## PROBLEM:
Copy the records below verbatim, from the first line through the line containing "async fn process(&self, request: &Request)", inclusive, and output nothing else.

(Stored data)
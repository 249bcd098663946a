//! Remote invoker implementations.

use std::sync::Arc;

use tracing::info;

use crate::config::RemoteConfig;
use crate::interfaces::RemoteInvoker;

mod http;
mod mock;

pub use http::{HttpInvokerError, HttpRemoteInvoker};
pub use mock::{MockRemoteInvoker, RecordedCall};

/// Initialize the remote invoker from configuration.
pub fn init_remote_invoker(
    config: &RemoteConfig,
) -> Result<Arc<dyn RemoteInvoker>, HttpInvokerError> {
    let invoker = HttpRemoteInvoker::new(config)?;
    info!(endpoint = %invoker.endpoint(), "Remote invoker: http");
    Ok(Arc::new(invoker))
}
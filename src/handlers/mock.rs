//! Mock data service for testing.
//!
//! Stands in for the host's own handler at the end of a chain.

use std::collections::HashMap;

use async_trait::async_trait;
use tokio::sync::RwLock;

use crate::interfaces::handler::Result;
use crate::interfaces::{PipelineError, RequestHandler, StorageError};
use crate::model::{Request, RequestKind, Response};

/// Mock terminal handler returning canned responses per request kind.
///
/// Unregistered kinds produce [`Response::Empty`].
#[derive(Default)]
pub struct MockDataService {
    responses: RwLock<HashMap<RequestKind, Response>>,
    requests: RwLock<Vec<Request>>,
    fail_on_process: RwLock<bool>,
}

impl MockDataService {
    pub fn new() -> Self {
        Self::default()
    }

    pub async fn respond(&self, kind: RequestKind, response: Response) {
        self.responses.write().await.insert(kind, response);
    }

    pub async fn set_fail_on_process(&self, fail: bool) {
        *self.fail_on_process.write().await = fail;
    }

    pub async fn requests(&self) -> Vec<Request> {
        self.requests.read().await.clone()
    }

    pub async fn request_count(&self) -> usize {
        self.requests.read().await.len()
    }
}

#[async_trait]
impl RequestHandler for MockDataService {
    fn name(&self) -> &str {
        "mock-data-service"
    }

    async fn process(&self, request: &Request) -> Result<Response> {
        self.requests.write().await.push(request.clone());

        if *self.fail_on_process.read().await {
            return Err(PipelineError::DataAccess(StorageError::Unavailable(
                "data service unavailable".to_string(),
            )));
        }

        Ok(self
            .responses
            .read()
            .await
            .get(&request.kind())
            .cloned()
            .unwrap_or(Response::Empty))
    }
}
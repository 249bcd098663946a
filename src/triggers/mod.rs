//! Post-execution triggers.
//!
//! - [`ChannelDataTrigger`]: closed kind set, fails on anything else.
//! - [`CustomerExtensionTrigger`]: open kind set, ignores anything else.

mod channel_data;
mod customer;
mod lookup;

pub use channel_data::ChannelDataTrigger;
pub use customer::CustomerExtensionTrigger;
pub use lookup::ExtensionLookup;
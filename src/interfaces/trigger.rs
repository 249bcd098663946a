//! Post-execution trigger interface.

use async_trait::async_trait;

use super::handler::Result;
use crate::model::{Request, RequestKind, Response};

/// A post-processing hook bound to one or more request kinds.
///
/// Triggers hold no per-request state. `after_execute` enriches the response
/// the handler chain produced, in place.
///
/// Each trigger decides what an unexpected request kind means and documents
/// it: a trigger over a closed set fails with
/// [`PipelineError::Unsupported`](super::PipelineError::Unsupported), a
/// trigger meant to be registered broadly ignores it.
///
/// Triggers registered for the same kind run in registration order. At most
/// one trigger should write a given property key; this is not enforced.
#[async_trait]
pub trait Trigger: Send + Sync {
    /// Name of this trigger.
    fn name(&self) -> &str;

    /// Request kinds this trigger is registered for.
    fn supported_kinds(&self) -> &[RequestKind];

    /// Whether the dispatcher should fire this trigger for `kind`.
    fn handles(&self, kind: RequestKind) -> bool {
        self.supported_kinds().contains(&kind)
    }

    /// Runs before the request executes.
    async fn before_execute(&self, _request: &Request) -> Result<()> {
        Ok(())
    }

    /// Runs after the request executes, with the produced response.
    async fn after_execute(&self, request: &Request, response: &mut Response) -> Result<()>;
}
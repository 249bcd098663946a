//! Side-table row store interface.

use async_trait::async_trait;

/// Result type for row store operations.
pub type Result<T> = std::result::Result<T, StorageError>;

/// Errors that can occur reading or writing side tables.
///
/// Every variant is a data-access failure: fatal to the caller, never retried.
#[derive(Debug, thiserror::Error)]
pub enum StorageError {
    #[cfg(feature = "sqlite")]
    #[error("Database error: {0}")]
    Database(#[from] sqlx::Error),

    #[cfg(feature = "sqlite")]
    #[error("Query build error: {0}")]
    QueryBuild(#[from] sea_query::error::Error),

    #[error("Invalid query: {0}")]
    InvalidQuery(String),

    #[error("Unknown procedure: {0}")]
    UnknownProcedure(String),

    #[error("Missing parameter {parameter} for procedure {procedure}")]
    MissingParameter { procedure: String, parameter: String },

    #[error("Storage unavailable: {0}")]
    Unavailable(String),
}

/// A bound parameter value.
#[derive(Debug, Clone, PartialEq, Eq)]
pub enum Param {
    Text(String),
    Integer(i64),
}

impl Param {
    /// Text form used for comparisons against stored cells.
    pub fn to_text(&self) -> String {
        match self {
            Param::Text(s) => s.clone(),
            Param::Integer(n) => n.to_string(),
        }
    }
}

impl From<&str> for Param {
    fn from(value: &str) -> Self {
        Param::Text(value.to_string())
    }
}

impl From<String> for Param {
    fn from(value: String) -> Self {
        Param::Text(value)
    }
}

impl From<i64> for Param {
    fn from(value: i64) -> Self {
        Param::Integer(value)
    }
}

#[cfg(feature = "sqlite")]
impl From<&Param> for sea_query::Value {
    fn from(value: &Param) -> Self {
        match value {
            Param::Text(s) => s.clone().into(),
            Param::Integer(n) => (*n).into(),
        }
    }
}

/// Strip the optional `@` marker from a parameter name.
pub fn normalize_name(name: &str) -> &str {
    name.strip_prefix('@').unwrap_or(name)
}

/// Ordered named parameters for a query or procedure call.
///
/// Names are matched ignoring ASCII case and a leading `@`.
#[derive(Debug, Clone, Default, PartialEq, Eq)]
pub struct ParameterSet {
    params: Vec<(String, Param)>,
}

impl ParameterSet {
    pub fn new() -> Self {
        Self::default()
    }

    pub fn insert(&mut self, name: impl Into<String>, value: impl Into<Param>) {
        self.params.push((name.into(), value.into()));
    }

    pub fn with(mut self, name: impl Into<String>, value: impl Into<Param>) -> Self {
        self.insert(name, value);
        self
    }

    pub fn get(&self, name: &str) -> Option<&Param> {
        let name = normalize_name(name);
        self.params
            .iter()
            .find(|(n, _)| normalize_name(n).eq_ignore_ascii_case(name))
            .map(|(_, v)| v)
    }

    pub fn iter(&self) -> impl Iterator<Item = (&str, &Param)> {
        self.params.iter().map(|(n, v)| (normalize_name(n), v))
    }

    pub fn len(&self) -> usize {
        self.params.len()
    }

    pub fn is_empty(&self) -> bool {
        self.params.is_empty()
    }
}

/// A parameterized lookup: `SELECT columns FROM schema.table WHERE col = @p AND ...`.
#[derive(Debug, Clone, PartialEq, Eq)]
pub struct RowQuery {
    pub schema: Option<String>,
    pub table: String,
    pub columns: Vec<String>,
    /// Equality filters, column name to bound value.
    pub filters: ParameterSet,
    pub limit: Option<u64>,
}

impl RowQuery {
    pub fn select(table: impl Into<String>) -> Self {
        Self {
            schema: None,
            table: table.into(),
            columns: Vec::new(),
            filters: ParameterSet::new(),
            limit: None,
        }
    }

    pub fn schema(mut self, schema: Option<String>) -> Self {
        self.schema = schema;
        self
    }

    pub fn column(mut self, column: impl Into<String>) -> Self {
        self.columns.push(column.into());
        self
    }

    pub fn where_eq(mut self, column: impl Into<String>, value: impl Into<Param>) -> Self {
        self.filters.insert(column, value);
        self
    }

    pub fn limit(mut self, limit: u64) -> Self {
        self.limit = Some(limit);
        self
    }
}

/// One result row. Cells are text or NULL; column lookup ignores ASCII case.
#[derive(Debug, Clone, Default, PartialEq, Eq)]
pub struct Row {
    cells: Vec<(String, Option<String>)>,
}

impl Row {
    pub fn new() -> Self {
        Self::default()
    }

    pub fn with(mut self, column: impl Into<String>, value: Option<String>) -> Self {
        self.cells.push((column.into(), value));
        self
    }

    pub fn push(&mut self, column: impl Into<String>, value: Option<String>) {
        self.cells.push((column.into(), value));
    }

    /// Cell value; `None` for a missing column or a NULL cell.
    pub fn get(&self, column: &str) -> Option<&str> {
        self.cells
            .iter()
            .find(|(c, _)| c.eq_ignore_ascii_case(column))
            .and_then(|(_, v)| v.as_deref())
    }

    pub fn has_column(&self, column: &str) -> bool {
        self.cells.iter().any(|(c, _)| c.eq_ignore_ascii_case(column))
    }

    /// Copy of this row restricted to `columns`, in the requested order.
    /// An empty column list keeps every cell.
    pub fn project(&self, columns: &[String]) -> Row {
        if columns.is_empty() {
            return self.clone();
        }
        Row {
            cells: columns
                .iter()
                .map(|c| (c.clone(), self.get(c).map(str::to_string)))
                .collect(),
        }
    }

    pub(crate) fn set(&mut self, column: &str, value: Option<String>) {
        match self
            .cells
            .iter_mut()
            .find(|(c, _)| c.eq_ignore_ascii_case(column))
        {
            Some(cell) => cell.1 = value,
            None => self.cells.push((column.to_string(), value)),
        }
    }
}

/// Interface for side-table access.
///
/// Every call acquires its own data-access handle and releases it before
/// returning, on success and on failure.
///
/// Implementations:
/// - `SqliteRowStore`: SQLite through sqlx
/// - `MockRowStore`: In-memory mock for testing
#[async_trait]
pub trait RowStore: Send + Sync {
    /// Execute a lookup and return every matching row (possibly none).
    async fn query(&self, query: &RowQuery) -> Result<Vec<Row>>;

    /// Execute a lookup and return the first matching row, if any.
    async fn query_one(&self, query: &RowQuery) -> Result<Option<Row>> {
        let query = query.clone().limit(1);
        Ok(self.query(&query).await?.into_iter().next())
    }

    /// Execute a named procedure that returns no rows.
    async fn execute_non_query(&self, procedure: &str, params: &ParameterSet) -> Result<()>;
}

## YOUR SOLUTION:
repository 249bcd098663946a
//! Remote invoker implementations.

use std::sync::Arc;

use tracing::info;

use crate::config::RemoteConfig;
use crate::interfaces::RemoteInvoker;

mod http;
mod mock;

pub use http::{HttpInvokerError, HttpRemoteInvoker};
pub use mock::{MockRemoteInvoker, RecordedCall};

/// Initialize the remote invoker from configuration.
pub fn init_remote_invoker(
    config: &RemoteConfig,
) -> Result<Arc<dyn RemoteInvoker>, HttpInvokerError> {
    let invoker = HttpRemoteInvoker::new(config)?;
    info!(endpoint = %invoker.endpoint(), "Remote invoker: http");
    Ok(Arc::new(invoker))
}
filename src/handlers/mock.rs
//! Mock data service for testing.
//!
//! Stands in for the host's own handler at the end of a chain.

use std::collections::HashMap;

use async_trait::async_trait;
use tokio::sync::RwLock;

use crate::interfaces::handler::Result;
use crate::interfaces::{PipelineError, RequestHandler, StorageError};
use crate::model::{Request, RequestKind, Response};

/// Mock terminal handler returning canned responses per request kind.
///
/// Unregistered kinds produce [`Response::Empty`].
#[derive(Default)]
pub struct MockDataService {
    responses: RwLock<HashMap<RequestKind, Response>>,
    requests: RwLock<Vec<Request>>,
    fail_on_process: RwLock<bool>,
}

impl MockDataService {
    pub fn new() -> Self {
        Self::default()
    }

    pub async fn respond(&self, kind: RequestKind, response: Response) {
        self.responses.write().await.insert(kind, response);
    }

    pub async fn set_fail_on_process(&self, fail: bool) {
        *self.fail_on_process.write().await = fail;
    }

    pub async fn requests(&self) -> Vec<Request> {
        self.requests.read().await.clone()
    }

    pub async fn request_count(&self) -> usize {
        self.requests.read().await.len()
    }
}

#[async_trait]
impl RequestHandler for MockDataService {
    fn name(&self) -> &str {
        "mock-data-service"
    }

    async fn process(&self, request: &Request) -> Result<Response> {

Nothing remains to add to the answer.